***** Records for this task *****

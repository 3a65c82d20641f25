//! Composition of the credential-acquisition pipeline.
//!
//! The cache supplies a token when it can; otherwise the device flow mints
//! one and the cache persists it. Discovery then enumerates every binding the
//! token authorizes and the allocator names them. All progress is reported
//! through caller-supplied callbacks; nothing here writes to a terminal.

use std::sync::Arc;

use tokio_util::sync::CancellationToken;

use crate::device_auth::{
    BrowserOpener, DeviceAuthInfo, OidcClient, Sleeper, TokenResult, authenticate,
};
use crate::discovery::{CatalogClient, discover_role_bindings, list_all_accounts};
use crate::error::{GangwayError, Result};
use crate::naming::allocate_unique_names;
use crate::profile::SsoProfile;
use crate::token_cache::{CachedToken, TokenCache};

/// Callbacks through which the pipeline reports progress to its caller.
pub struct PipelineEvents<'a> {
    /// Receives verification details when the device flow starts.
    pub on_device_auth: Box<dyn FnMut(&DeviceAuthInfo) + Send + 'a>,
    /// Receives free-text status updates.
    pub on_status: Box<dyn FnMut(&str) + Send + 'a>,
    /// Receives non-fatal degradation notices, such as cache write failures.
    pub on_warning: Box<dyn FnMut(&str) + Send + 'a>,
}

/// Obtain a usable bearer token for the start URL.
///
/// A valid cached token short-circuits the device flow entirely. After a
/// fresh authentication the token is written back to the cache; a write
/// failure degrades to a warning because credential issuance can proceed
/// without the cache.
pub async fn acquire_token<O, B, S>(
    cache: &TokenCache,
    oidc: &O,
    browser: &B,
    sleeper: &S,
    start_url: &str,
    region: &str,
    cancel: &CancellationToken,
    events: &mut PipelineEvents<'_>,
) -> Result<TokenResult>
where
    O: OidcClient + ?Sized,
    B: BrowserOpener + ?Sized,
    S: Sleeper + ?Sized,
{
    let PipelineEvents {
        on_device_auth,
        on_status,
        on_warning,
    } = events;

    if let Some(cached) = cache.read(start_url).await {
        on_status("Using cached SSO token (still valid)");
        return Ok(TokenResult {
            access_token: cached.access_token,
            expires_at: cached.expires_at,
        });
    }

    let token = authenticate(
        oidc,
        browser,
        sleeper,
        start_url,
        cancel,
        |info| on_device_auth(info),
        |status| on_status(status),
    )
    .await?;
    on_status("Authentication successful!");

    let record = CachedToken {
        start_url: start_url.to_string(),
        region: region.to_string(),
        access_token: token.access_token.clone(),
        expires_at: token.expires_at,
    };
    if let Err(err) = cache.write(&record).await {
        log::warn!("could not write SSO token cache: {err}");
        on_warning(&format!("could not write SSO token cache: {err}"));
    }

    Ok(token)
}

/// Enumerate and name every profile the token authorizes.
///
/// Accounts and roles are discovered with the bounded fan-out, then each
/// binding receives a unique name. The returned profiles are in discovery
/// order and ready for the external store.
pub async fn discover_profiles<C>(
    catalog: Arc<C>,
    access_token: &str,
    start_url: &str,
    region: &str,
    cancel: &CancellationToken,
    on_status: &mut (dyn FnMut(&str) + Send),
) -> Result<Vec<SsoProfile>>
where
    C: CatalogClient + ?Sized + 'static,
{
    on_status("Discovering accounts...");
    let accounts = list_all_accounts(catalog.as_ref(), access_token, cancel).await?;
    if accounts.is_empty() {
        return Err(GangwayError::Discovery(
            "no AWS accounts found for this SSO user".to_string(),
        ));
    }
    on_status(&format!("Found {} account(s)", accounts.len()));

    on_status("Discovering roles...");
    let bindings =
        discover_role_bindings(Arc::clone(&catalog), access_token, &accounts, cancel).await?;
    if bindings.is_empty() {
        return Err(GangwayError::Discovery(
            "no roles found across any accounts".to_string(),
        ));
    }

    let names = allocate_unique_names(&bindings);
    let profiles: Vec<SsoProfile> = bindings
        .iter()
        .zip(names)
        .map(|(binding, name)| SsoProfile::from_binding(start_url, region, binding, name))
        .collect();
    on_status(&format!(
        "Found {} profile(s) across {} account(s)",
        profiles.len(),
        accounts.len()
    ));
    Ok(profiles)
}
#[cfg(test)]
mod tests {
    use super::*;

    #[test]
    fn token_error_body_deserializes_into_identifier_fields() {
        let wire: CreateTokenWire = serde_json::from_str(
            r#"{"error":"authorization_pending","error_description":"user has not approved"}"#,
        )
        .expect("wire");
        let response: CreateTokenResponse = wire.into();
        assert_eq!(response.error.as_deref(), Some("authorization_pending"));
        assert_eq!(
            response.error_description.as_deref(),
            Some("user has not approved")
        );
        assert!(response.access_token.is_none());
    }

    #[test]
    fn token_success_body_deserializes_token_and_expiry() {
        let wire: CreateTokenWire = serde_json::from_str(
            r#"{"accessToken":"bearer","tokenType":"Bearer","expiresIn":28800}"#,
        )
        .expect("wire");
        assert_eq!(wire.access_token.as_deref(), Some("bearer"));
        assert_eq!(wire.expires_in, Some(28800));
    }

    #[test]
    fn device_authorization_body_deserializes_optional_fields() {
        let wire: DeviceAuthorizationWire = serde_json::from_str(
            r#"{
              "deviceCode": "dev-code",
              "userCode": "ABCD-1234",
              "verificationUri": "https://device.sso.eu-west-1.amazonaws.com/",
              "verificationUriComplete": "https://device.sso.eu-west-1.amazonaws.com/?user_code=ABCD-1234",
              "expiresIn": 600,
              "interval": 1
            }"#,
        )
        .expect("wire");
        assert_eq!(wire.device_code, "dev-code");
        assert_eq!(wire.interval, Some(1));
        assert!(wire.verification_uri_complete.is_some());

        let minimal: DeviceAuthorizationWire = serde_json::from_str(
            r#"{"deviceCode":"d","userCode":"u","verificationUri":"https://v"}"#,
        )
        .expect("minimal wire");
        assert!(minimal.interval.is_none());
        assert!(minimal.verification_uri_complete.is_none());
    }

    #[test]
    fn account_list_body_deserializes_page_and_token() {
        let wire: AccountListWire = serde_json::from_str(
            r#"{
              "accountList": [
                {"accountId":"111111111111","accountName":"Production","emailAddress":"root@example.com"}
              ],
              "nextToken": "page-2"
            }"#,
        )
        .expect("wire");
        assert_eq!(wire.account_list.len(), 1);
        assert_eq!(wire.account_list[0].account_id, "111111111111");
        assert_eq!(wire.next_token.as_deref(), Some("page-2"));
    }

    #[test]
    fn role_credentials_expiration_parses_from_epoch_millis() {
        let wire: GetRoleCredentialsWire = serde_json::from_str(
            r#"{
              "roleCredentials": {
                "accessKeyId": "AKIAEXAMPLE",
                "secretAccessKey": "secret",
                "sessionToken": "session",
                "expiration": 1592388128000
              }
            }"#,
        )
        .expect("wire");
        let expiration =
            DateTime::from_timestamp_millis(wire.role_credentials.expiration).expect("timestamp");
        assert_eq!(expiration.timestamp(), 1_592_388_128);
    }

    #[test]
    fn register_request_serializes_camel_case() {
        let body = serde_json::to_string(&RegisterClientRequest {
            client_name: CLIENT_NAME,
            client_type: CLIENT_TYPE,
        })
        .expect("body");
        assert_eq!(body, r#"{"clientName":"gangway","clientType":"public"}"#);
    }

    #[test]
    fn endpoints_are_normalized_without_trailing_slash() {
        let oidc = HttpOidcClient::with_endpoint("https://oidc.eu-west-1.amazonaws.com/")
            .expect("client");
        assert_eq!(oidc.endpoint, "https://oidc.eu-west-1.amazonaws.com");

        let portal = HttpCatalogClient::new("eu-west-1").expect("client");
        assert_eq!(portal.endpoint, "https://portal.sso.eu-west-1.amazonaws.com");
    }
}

*****

Look above and repeat, character for character, the lines from the first one to the line with "use tokio_util::sync::CancellationToken;", counting both.

• Exercise result
repository 3a65c82d20641f25
//! Composition of the credential-acquisition pipeline.
//!
//! The cache supplies a token when it can; otherwise the device flow mints
//! one and the cache persists it. Discovery then enumerates every binding the
//! token authorizes and the allocator names them. All progress is reported
//! through caller-supplied callbacks; nothing here writes to a terminal.

use std::sync::Arc;

use tokio_util::sync::CancellationToken;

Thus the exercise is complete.